Para una reciente referencia: https://www.dailymotion.com/video/x8n4si7
Sencillamente, no se entiende por qué sería más «precisa» la «versión original o más frecuente» (eso sí es imprecisión) del dicho, y menos que diga «otra cosa». Tampoco lo que señalabas en tu primer comentario. Pero tranquilo, a nadie le importa (no sólo tu comentario, lamentáblemente).
En principio que usted no entienda algo no implica necesariamente que ese algo «no se entienda». Esa generalización oculta una evidente falacia, aunque podamos admitir que ciertas veces esconderse entre una multitud pueda resultar una estrategia eficaz.
Dije original o mas frecuente porque la frase que usted atribuye a los alemanes simplemente no existe ni se usa. Se la inventó, la soñó, se la contaron o la fraguó deformando la que si habitualmente forma parte del patrimonio del habla, incluso en la actualidad, y de la cual existen suficientes pruebas a poco de buscar.
Es mas precisa por 2 razones: una numérica que alude a un consenso mayoritario y otra que refiere a una particular actitud de esa mayoría, ambos aspectos verificables en la historia alemana en la que se inscribe el sentido de la frase. Aspectos que incluso la vuelvan mas pertinente para ilustrar lo que puede estar ocurriendo en la película criticada. Es justamente ese contexto el que desaparece en la frase que usted menciona y lo que la emparenta, tal vez involuntariamente, con el cualunquismo que paradójicamente denuncia.
Dice otra cosa sencillamente porque no basta con sentarse a la mesa con otro para transmutar o devenir en el otro. La demostración por el absurdo se alcanzaría invirtiendo el orden. Resultaría suficiente sentar a una mesa con 10 personas a un Nazi para obrar el milagro. También lo puede comprobar viendo la película rumana que cité y le recomiendo.
Resumiendo, la frase empleada no dice ni puede decir nada por mucho que se intente forzarla a hacerlo, solo puede remitir circularmente a la naturaleza ramplona de su fragua. La otra por el contrario, dice mucho y quizás por eso resulte inoportuno y estéril usarla descontextualizada.
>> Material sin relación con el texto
//! 能力转发宏。
//!
//! - 只生成显式的逐方法委托代码，不隐藏任何全局状态；
//! - 当前提供 [`forward_capability!`]，让句柄与代理直接满足能力 trait。

/// 为 `SwapHandle<dyn Cap>` 与 `SwapProxy<dyn Cap>` 生成能力 trait 的转发实现。
///
/// # 设计动机（Why）
/// - 调用方通常按 `&dyn Cap` 或 `impl Cap` 编写；让句柄本身实现 `Cap`，现有调用点无需任何改动；
/// - 每个方法体都是一次 `call`，因此每次调用只面对一个实现快照。
///
/// # 展开逻辑（How）
/// - 对列出的每个方法生成 `self.call(|imp| imp.method(args..))`；
/// - 同时为句柄与代理生成实现，二者行为一致。
///
/// # 契约说明（What）
/// - **前置条件**：能力 trait 以标识符形式给出且在调用处可见；方法只接收 `&self` 与按值参数；
/// - **返回值**：必须是拥有所有权的类型，借用自实现的返回值会在快照释放后悬空，编译器会拒绝；
/// - 泛型方法与关联类型不在支持范围内，这类能力请手写转发实现。
///
/// # 示例
/// ```
/// use std::sync::Arc;
/// use hotswap_core::{SwapHandle, forward_capability};
///
/// pub trait Greeter: Send + Sync {
///     fn greet(&self, name: &str) -> String;
/// }
///
/// forward_capability! {
///     impl Greeter for dyn Greeter {
///         fn greet(&self, name: &str) -> String;
///     }
/// }
///
/// struct English;
/// impl Greeter for English {
///     fn greet(&self, name: &str) -> String {
///         format!("hello {name}")
///     }
/// }
///
/// fn greet_twice(greeter: &impl Greeter) -> String {
///     greeter.greet("a") + &greeter.greet("b")
/// }
///
/// let handle = SwapHandle::<dyn Greeter>::new(Arc::new(English));
/// assert_eq!(greet_twice(&handle.proxy()), "hello ahello b");
/// ```
#[macro_export]
macro_rules! forward_capability {
    (
        impl $capability:ident for $target:ty {
            $(
                fn $method:ident(&self $(, $arg:ident : $arg_ty:ty)* $(,)?) $(-> $ret:ty)?;
            )*
        }
    ) => {
        impl $capability for $crate::SwapHandle<$target> {
            $(
                fn $method(&self $(, $arg: $arg_ty)*) $(-> $ret)? {
                    self.call(|__implementation| __implementation.$method($($arg),*))
                }
            )*
        }

        impl $capability for $crate::SwapProxy<$target> {
            $(
                fn $method(&self $(, $arg: $arg_ty)*) $(-> $ret)? {
                    self.call(|__implementation| __implementation.$method($($arg),*))
                }
            )*
        }
    };
}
Acerca del interés que otros puedan tener sobre mi comentario, evidentemente y pese a las dotes adivinatorias que usted autopercibe tener, se trata apenas de otra falacia, en este caso un poco mas infantil. Saludos
Repetir ad nauseam la palabra «falacia» (como nuestro presidente) no demuestra que haya ninguna. En su caso, lo que abunda es la contradicción y la insustancialidad.
Dijo «original o mas frecuente» y ahora supone que no hay variantes, o que la que alude a mayor número de comensales es «más precisa», como si eso cambiara lo único importante: no se trata de cuantos se sientan a la mesa con un nazi: 10 no implica un «consenso mayoritario», y 100 tampoco. La cuestión es en efecto la «actitud», y para eso basta un sólo comensal. Es un tema ético, no numérico.
En ese sentido, si el otro es un nazi «basta con sentarse a la mesa» con él. De eso va la frase: no se trata de lo que uno dice sino de lo que hace, como vemos actualmente en nuestro propio parlamento.
La inversión de «sentar a una mesa con 10 personas a un Nazi» es una estupidez: no se trata de lo que haga el nazi, sino los comensales. Si las personas lo consienten, la frase sigue teniendo el mismo sentido. Y si no, también… Así que es completamente pertinente. Lo impertinente (en todo sentido) es su comentario.